[[ INPUT, beginning ]]

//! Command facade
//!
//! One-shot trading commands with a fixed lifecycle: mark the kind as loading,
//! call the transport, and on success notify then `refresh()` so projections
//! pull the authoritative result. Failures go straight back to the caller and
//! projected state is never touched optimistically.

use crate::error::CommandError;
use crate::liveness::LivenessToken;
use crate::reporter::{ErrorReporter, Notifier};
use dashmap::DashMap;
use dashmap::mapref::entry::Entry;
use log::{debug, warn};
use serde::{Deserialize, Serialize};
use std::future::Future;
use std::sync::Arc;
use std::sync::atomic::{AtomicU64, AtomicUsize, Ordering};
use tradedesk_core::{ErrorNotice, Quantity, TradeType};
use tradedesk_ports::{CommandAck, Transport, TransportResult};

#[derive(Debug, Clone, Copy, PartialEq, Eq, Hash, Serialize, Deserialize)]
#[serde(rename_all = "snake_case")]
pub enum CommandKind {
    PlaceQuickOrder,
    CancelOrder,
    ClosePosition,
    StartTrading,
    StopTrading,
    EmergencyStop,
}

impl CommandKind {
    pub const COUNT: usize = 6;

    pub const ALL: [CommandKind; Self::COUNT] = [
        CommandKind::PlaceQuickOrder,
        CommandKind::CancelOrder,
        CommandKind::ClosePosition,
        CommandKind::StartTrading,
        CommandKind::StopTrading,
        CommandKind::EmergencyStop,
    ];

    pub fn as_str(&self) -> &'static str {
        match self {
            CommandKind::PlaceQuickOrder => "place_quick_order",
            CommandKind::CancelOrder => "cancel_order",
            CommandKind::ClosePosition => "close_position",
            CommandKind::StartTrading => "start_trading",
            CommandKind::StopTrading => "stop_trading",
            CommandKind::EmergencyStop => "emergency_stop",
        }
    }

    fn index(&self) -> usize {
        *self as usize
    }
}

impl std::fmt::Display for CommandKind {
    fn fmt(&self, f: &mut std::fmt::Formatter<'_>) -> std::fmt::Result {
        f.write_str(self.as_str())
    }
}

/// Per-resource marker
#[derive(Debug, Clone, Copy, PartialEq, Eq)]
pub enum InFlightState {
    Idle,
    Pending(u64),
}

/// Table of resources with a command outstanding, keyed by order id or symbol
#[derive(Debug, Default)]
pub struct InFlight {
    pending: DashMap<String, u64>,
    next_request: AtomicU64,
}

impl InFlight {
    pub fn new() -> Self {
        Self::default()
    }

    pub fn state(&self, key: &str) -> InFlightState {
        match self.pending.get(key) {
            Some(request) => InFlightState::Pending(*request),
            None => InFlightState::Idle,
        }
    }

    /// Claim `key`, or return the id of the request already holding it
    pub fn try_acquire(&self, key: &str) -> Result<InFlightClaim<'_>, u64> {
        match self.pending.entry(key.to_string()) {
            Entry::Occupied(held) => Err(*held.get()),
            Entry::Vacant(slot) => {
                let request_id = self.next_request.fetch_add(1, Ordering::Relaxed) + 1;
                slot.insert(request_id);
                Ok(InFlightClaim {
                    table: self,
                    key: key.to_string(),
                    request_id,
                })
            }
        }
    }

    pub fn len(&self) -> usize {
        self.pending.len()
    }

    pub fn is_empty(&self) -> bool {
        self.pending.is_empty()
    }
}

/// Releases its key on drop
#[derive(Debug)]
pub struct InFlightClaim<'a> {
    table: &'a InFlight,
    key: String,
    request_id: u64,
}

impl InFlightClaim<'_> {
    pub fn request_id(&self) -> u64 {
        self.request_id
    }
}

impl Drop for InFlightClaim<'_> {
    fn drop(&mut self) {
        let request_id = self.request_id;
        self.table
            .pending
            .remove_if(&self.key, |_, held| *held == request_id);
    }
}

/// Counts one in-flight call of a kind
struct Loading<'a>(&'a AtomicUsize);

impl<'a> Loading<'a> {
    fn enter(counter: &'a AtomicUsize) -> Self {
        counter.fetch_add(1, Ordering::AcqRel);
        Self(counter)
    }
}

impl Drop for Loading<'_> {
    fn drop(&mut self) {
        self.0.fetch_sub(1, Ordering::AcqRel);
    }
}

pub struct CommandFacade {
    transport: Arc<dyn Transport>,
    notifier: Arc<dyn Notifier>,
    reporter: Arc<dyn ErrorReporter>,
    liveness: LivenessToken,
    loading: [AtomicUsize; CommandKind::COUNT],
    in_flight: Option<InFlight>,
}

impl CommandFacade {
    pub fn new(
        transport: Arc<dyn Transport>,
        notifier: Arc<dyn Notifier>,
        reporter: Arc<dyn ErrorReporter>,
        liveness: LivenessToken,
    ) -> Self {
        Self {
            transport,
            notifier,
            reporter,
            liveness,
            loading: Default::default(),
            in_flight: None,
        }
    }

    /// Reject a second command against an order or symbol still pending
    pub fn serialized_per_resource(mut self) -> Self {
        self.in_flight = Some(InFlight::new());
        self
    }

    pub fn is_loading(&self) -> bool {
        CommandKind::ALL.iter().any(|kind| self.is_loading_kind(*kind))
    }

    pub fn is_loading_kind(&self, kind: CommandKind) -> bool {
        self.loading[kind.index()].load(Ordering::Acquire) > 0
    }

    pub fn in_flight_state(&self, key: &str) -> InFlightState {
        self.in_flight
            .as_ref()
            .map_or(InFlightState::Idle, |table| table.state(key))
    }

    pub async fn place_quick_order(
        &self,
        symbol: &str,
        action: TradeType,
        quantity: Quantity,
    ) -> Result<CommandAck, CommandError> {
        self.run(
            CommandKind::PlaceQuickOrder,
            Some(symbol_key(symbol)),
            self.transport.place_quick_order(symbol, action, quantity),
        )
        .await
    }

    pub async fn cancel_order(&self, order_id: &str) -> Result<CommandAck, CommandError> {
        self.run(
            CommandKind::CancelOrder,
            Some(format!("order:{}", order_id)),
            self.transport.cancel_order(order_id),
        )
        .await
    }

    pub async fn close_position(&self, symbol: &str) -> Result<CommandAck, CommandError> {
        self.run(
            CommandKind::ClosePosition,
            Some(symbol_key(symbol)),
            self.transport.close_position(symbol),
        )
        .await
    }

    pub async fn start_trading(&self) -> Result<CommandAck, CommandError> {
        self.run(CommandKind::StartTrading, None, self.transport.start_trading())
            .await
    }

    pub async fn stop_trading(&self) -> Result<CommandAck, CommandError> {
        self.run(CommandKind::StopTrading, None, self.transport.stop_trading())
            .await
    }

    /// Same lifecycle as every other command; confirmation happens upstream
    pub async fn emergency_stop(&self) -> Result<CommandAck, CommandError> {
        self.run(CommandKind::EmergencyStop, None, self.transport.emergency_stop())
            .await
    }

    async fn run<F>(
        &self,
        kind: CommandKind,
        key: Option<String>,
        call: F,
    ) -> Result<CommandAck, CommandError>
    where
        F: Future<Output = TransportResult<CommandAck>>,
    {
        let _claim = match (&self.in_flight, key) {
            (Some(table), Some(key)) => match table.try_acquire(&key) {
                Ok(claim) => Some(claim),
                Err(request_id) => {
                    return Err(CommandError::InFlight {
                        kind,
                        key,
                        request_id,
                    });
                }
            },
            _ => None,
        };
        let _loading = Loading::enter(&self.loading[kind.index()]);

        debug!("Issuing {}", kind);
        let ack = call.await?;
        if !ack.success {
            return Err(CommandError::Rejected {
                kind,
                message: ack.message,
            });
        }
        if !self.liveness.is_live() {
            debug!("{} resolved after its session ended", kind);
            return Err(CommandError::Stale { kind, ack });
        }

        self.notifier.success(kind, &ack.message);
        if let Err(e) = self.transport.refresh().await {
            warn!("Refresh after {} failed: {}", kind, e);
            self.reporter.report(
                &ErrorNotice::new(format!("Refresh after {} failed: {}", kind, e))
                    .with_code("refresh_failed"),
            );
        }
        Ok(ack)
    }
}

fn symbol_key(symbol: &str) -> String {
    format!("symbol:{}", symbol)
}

[[ INPUT, end ]]

**YOUR ASSIGNMENT:** Write the listing out again so that nothing in it differs from the original.

**TASK RESPONSE:**
//! Command facade
//!
//! One-shot trading commands with a fixed lifecycle: mark the kind as loading,
//! call the transport, and on success notify then `refresh()` so projections
//! pull the authoritative result. Failures go straight back to the caller and
//! projected state is never touched optimistically.

use crate::error::CommandError;
use crate::liveness::LivenessToken;
use crate::reporter::{ErrorReporter, Notifier};
use dashmap::DashMap;
use dashmap::mapref::entry::Entry;
use log::{debug, warn};
use serde::{Deserialize, Serialize};
use std::future::Future;
use std::sync::Arc;
use std::sync::atomic::{AtomicU64, AtomicUsize, Ordering};
use tradedesk_core::{ErrorNotice, Quantity, TradeType};
use tradedesk_ports::{CommandAck, Transport, TransportResult};

#[derive(Debug, Clone, Copy, PartialEq, Eq, Hash, Serialize, Deserialize)]
#[serde(rename_all = "snake_case")]
pub enum CommandKind {
    PlaceQuickOrder,
    CancelOrder,
    ClosePosition,
    StartTrading,
    StopTrading,
    EmergencyStop,
}

impl CommandKind {
    pub const COUNT: usize = 6;

    pub const ALL: [CommandKind; Self::COUNT] = [
        CommandKind::PlaceQuickOrder,
        CommandKind::CancelOrder,
        CommandKind::ClosePosition,
        CommandKind::StartTrading,
        CommandKind::StopTrading,
        CommandKind::EmergencyStop,
    ];

    pub fn as_str(&self) -> &'static str {
        match self {
            CommandKind::PlaceQuickOrder => "place_quick_order",
            CommandKind::CancelOrder => "cancel_order",
            CommandKind::ClosePosition => "close_position",
            CommandKind::StartTrading => "start_trading",
            CommandKind::StopTrading => "stop_trading",
            CommandKind::EmergencyStop => "emergency_stop",
        }
    }

    fn index(&self) -> usize {
        *self as usize
    }
}

impl std::fmt::Display for CommandKind {
    fn fmt(&self, f: &mut std::fmt::Formatter<'_>) -> std::fmt::Result {
        f.write_str(self.as_str())
    }
}

/// Per-resource marker
#[derive(Debug, Clone, Copy, PartialEq, Eq)]
pub enum InFlightState {
    Idle,
    Pending(u64),
}

/// Table of resources with a command outstanding, keyed by order id or symbol
#[derive(Debug, Default)]
pub struct InFlight {
    pending: DashMap<String, u64>,
    next_request: AtomicU64,
}

impl InFlight {
    pub fn new() -> Self {
        Self::default()
    }

    pub fn state(&self, key: &str) -> InFlightState {
        match self.pending.get(key) {
            Some(request) => InFlightState::Pending(*request),
            None => InFlightState::Idle,
        }
    }

    /// Claim `key`, or return the id of the request already holding it
    pub fn try_acquire(&self, key: &str) -> Result<InFlightClaim<'_>, u64> {
        match self.pending.entry(key.to_string()) {
            Entry::Occupied(held) => Err(*held.get()),
            Entry::Vacant(slot) => {
                let request_id = self.next_request.fetch_add(1, Ordering::Relaxed) + 1;
                slot.insert(request_id);
                Ok(InFlightClaim {
                    table: self,
                    key: key.to_string(),
                    request_id,
                })
            }
        }
    }

    pub fn len(&self) -> usize {
        self.pending.len()
    }

    pub fn is_empty(&self) -> bool {
        self.pending.is_empty()
    }
}

/// Releases its key on drop
#[derive(Debug)]
pub struct InFlightClaim<'a> {
    table: &'a InFlight,
    key: String,
    request_id: u64,
}

impl InFlightClaim<'_> {
    pub fn request_id(&self) -> u64 {
        self.request_id
    }
}

impl Drop for InFlightClaim<'_> {
    fn drop(&mut self) {
        let request_id = self.request_id;
        self.table
            .pending
            .remove_if(&self.key, |_, held| *held == request_id);
    }
}

/// Counts one in-flight call of a kind
struct Loading<'a>(&'a AtomicUsize);

impl<'a> Loading<'a> {
    fn enter(counter: &'a AtomicUsize) -> Self {
        counter.fetch_add(1, Ordering::AcqRel);
        Self(counter)
    }
}

impl Drop for Loading<'_> {
    fn drop(&mut self) {
        self.0.fetch_sub(1, Ordering::AcqRel);
    }
}

pub struct CommandFacade {
    transport: Arc<dyn Transport>,
    notifier: Arc<dyn Notifier>,
    reporter: Arc<dyn ErrorReporter>,
    liveness: LivenessToken,
    loading: [AtomicUsize; CommandKind::COUNT],
    in_flight: Option<InFlight>,
}

impl CommandFacade {
    pub fn new(
        transport: Arc<dyn Transport>,
        notifier: Arc<dyn Notifier>,
        reporter: Arc<dyn ErrorReporter>,
        liveness: LivenessToken,
    ) -> Self {
        Self {
            transport,
            notifier,
            reporter,
            liveness,
            loading: Default::default(),
            in_flight: None,
        }
    }

    /// Reject a second command against an order or symbol still pending
    pub fn serialized_per_resource(mut self) -> Self {
        self.in_flight = Some(InFlight::new());
        self
    }

    pub fn is_loading(&self) -> bool {
        CommandKind::ALL.iter().any(|kind| self.is_loading_kind(*kind))
    }

    pub fn is_loading_kind(&self, kind: CommandKind) -> bool {
        self.loading[kind.index()].load(Ordering::Acquire) > 0
    }

    pub fn in_flight_state(&self, key: &str) -> InFlightState {
        self.in_flight
            .as_ref()
            .map_or(InFlightState::Idle, |table| table.state(key))
    }

    pub async fn place_quick_order(
        &self,
        symbol: &str,
        action: TradeType,
        quantity: Quantity,
    ) -> Result<CommandAck, CommandError> {
        self.run(
            CommandKind::PlaceQuickOrder,
            Some(symbol_key(symbol)),
            self.transport.place_quick_order(symbol, action, quantity),
        )
        .await
    }

    pub async fn cancel_order(&self, order_id: &str) -> Result<CommandAck, CommandError> {
        self.run(
            CommandKind::CancelOrder,
            Some(format!("order:{}", order_id)),
            self.transport.cancel_order(order_id),
        )
        .await
    }

    pub async fn close_position(&self, symbol: &str) -> Result<CommandAck, CommandError> {
        self.run(
            CommandKind::ClosePosition,
            Some(symbol_key(symbol)),
            self.transport.close_position(symbol),
        )
        .await
    }

    pub async fn start_trading(&self) -> Result<CommandAck, CommandError> {
        self.run(CommandKind::StartTrading, None, self.transport.start_trading())
            .await
    }

    pub async fn stop_trading(&self) -> Result<CommandAck, CommandError> {
        self.run(CommandKind::StopTrading, None, self.transport.stop_trading())
            .await
    }

    /// Same lifecycle as every other command; confirmation happens upstream
    pub async fn emergency_stop(&self) -> Result<CommandAck, CommandError> {
        self.run(CommandKind::EmergencyStop, None, self.transport.emergency_stop())
            .await
    }

    async fn run<F>(
        &self,
        kind: CommandKind,
        key: Option<String>,
        call: F,
    ) -> Result<CommandAck, CommandError>
    where
        F: Future<Output = TransportResult<CommandAck>>,
    {
        let _claim = match (&self.in_flight, key) {
            (Some(table), Some(key)) => match table.try_acquire(&key) {
                Ok(claim) => Some(claim),
                Err(request_id) => {
                    return Err(CommandError::InFlight {
                        kind,
                        key,
                        request_id,
                    });
                }
            },
            _ => None,
        };
        let _loading = Loading::enter(&self.loading[kind.index()]);

        debug!("Issuing {}", kind);
        let ack = call.await?;
        if !ack.success {
            return Err(CommandError::Rejected {
                kind,
                message: ack.message,
            });
        }
        if !self.liveness.is_live() {
            debug!("{} resolved after its session ended", kind);
            return Err(CommandError::Stale { kind, ack });
        }

        self.notifier.success(kind, &ack.message);
        if let Err(e) = self.transport.refresh().await {
            warn!("Refresh after {} failed: {}", kind, e);
            self.reporter.report(
                &ErrorNotice::new(format!("Refresh after {} failed: {}", kind, e))
                    .with_code("refresh_failed"),
            );
        }
        Ok(ack)
    }
}

fn symbol_key(symbol: &str) -> String {
    format!("symbol:{}", symbol)
}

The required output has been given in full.